L’étincelle qui a mis le feu aux poudres est l’augmentation substantielle des frais universitaires déjà particulièrement élevés, couplée au nombre insuffisant de bourses d’études. Hier, il y a quelques mois, c’était le racisme, réel ou supposé, dans ces mêmes universités qui était dénoncé : trop d’étudiants et de professeurs blancs au regard de leur réel poids démographique. Soweto 1976, Johannesburg, Pretoria ou Le Cap 2015 : les enfants des écoliers qui se soulevèrent contre l’apartheid se réveillent. Une pancarte brandie par les manifestants résume à elle seule l’amertume de cette jeunesse sans guide ni boussole : « Vous avez vendu du rêve à nos parents en 1994. Nous sommes là pour être remboursés ! »
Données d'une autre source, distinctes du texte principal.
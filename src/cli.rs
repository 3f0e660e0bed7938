//! CLI argument parsing and command dispatch

use std::path::PathBuf;

use anyhow::Result;
use clap::{Parser, Subcommand};

use crate::commands::{self, Context};
use resource_overlay::defaults::ROOT_DIR_ENV;
use resource_overlay::output::OutputConfig;

/// Resource Overlay - Build a virtual resource repository from package mappings
#[derive(Parser, Debug)]
#[command(name = "resource-overlay")]
#[command(version, about, long_about = None)]
pub struct Cli {
    /// Subcommand to execute
    #[command(subcommand)]
    command: Commands,

    /// Directory of the root package
    #[arg(long, global = true, value_name = "DIR", env = ROOT_DIR_ENV, default_value = ".")]
    root_dir: PathBuf,

    /// Colorize output (always, never, auto)
    #[arg(long, global = true, value_name = "WHEN", default_value = "auto")]
    color: String,

    /// Set log level (error, warn, info, debug, trace)
    #[arg(long, global = true, value_name = "LEVEL", default_value = "warn")]
    log_level: String,
}

#[derive(Subcommand, Debug)]
enum Commands {
    /// Build the repository and report what was added
    Build(commands::build::BuildArgs),

    /// List the contents of a repository path
    Ls(commands::ls::LsArgs),

    /// Display the repository as a tree
    Tree(commands::tree::TreeArgs),

    /// Map a repository path in the root package
    Map(commands::map::MapArgs),

    /// Remove a mapping from the root package
    Unmap(commands::unmap::UnmapArgs),

    /// List path conflicts and optionally resolve them
    Conflicts(commands::conflicts::ConflictsArgs),

    /// List installed packages and their mappings
    Packages(commands::packages::PackagesArgs),

    /// Generate shell completion scripts
    Completions(commands::completions::CompletionsArgs),
}

impl Cli {
    /// Execute the CLI command
    pub fn execute(self) -> Result<()> {
        let mut logger = env_logger::Builder::new();
        logger.parse_filters(&self.log_level);
        if let Ok(filters) = std::env::var("RUST_LOG") {
            logger.parse_filters(&filters);
        }
        logger.format_timestamp(None).format_target(false).init();

        let context = Context {
            root_dir: self.root_dir,
            output: OutputConfig::from_env_and_flag(&self.color),
        };

        match self.command {
            Commands::Build(args) => commands::build::execute(args, &context),
            Commands::Ls(args) => commands::ls::execute(args, &context),
            Commands::Tree(args) => commands::tree::execute(args, &context),
            Commands::Map(args) => commands::map::execute(args, &context),
            Commands::Unmap(args) => commands::unmap::execute(args, &context),
            Commands::Conflicts(args) => commands::conflicts::execute(args, &context),
            Commands::Packages(args) => commands::packages::execute(args, &context),
            Commands::Completions(args) => commands::completions::execute(args),
        }
    }
}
Ce n’est là qu’un des nombreux symptômes du malaise profond qui étreint l’Afrique du Sud. Pauvreté et chômage endémiques (un jeune sur deux !), inégalités sociales, corruption rampante, impunité de la classe d’« en haut », clientélisme, incessantes coupures de courant, drame de Marikana (plus d’une trentaine de mineurs grévistes abattus par les forces de sécurité), hausse de la criminalité…
Les raisons de la colère sont nombreuses, et cette dernière s’exprime de plus en plus ouvertement, avec de fâcheux dégâts collatéraux, comme les violences xénophobes récurrentes contre des ressortissants africains devenus les boucs émissaires des problèmes du pays. Pour la seule année 2014, on a dénombré plus de deux cents manifestations d’envergure contre les autorités, souvent accompagnées de violences. Après les étudiants, 30 000 partisans des Combattants pour la liberté économique de Julius Malema (extrême gauche) ont défilé dans les rues de Johannesburg pour réclamer, entre autres, la nationalisation des grandes entreprises. L’impatience se mue chaque jour un peu plus en une incontrôlable effervescence. Les digues sautent les unes après les autres.
S’il semble qu’il ne faille rien attendre d’autre d’un Jacob Zuma passé maître dans l’art de l’inertie que son départ (en 2019), l’ANC, lui, ne peut fermer plus longtemps les yeux. Le parti de Mandela qui doit se retourner dans sa tombe n’est plus que le fantôme bedonnant et embourgeoisé de ce qu’il fut. Maître incontesté de la scène politique depuis 1994, remportant sans coup férir chacun des scrutins organisés depuis, il pourrait et même devrait – mettre à profit l’incroyable défiance qui s’exprime aujourd’hui dans les rues du pays pour se renouveler.
Comme c’est le cas en Algérie avec le Front de libération nationale (FLN), les jeunes Sud-Africains, qui n’ont pas connu l’apartheid, n’ont cure des états de service de l’ANC et du combat pour la liberté mené par des figures tutélaires qu’ils ne connaissent qu’à travers les livres d’histoire. Ils veulent des dirigeants politiques qui répondent à leurs attentes, tiennent leurs promesses et se préoccupent de leur avenir, point.
Tant que l’ANC ne craignait rien et écrasait de tout son poids la vie politique du pays, les changements attendus n’étaient que vœux pieux. Aujourd’hui, la colère des jeunes, la pression de la rue, mais aussi l’activisme des dissidences politiques (Malema) et syndicales, comme l’émergence d’une opposition plus vigoureuse (l’Alliance démocratique), représentent une bonne nouvelle pour l’Afrique du Sud, car tout cela ne peut que concourir il en est grand temps ! à réveiller l’ANC.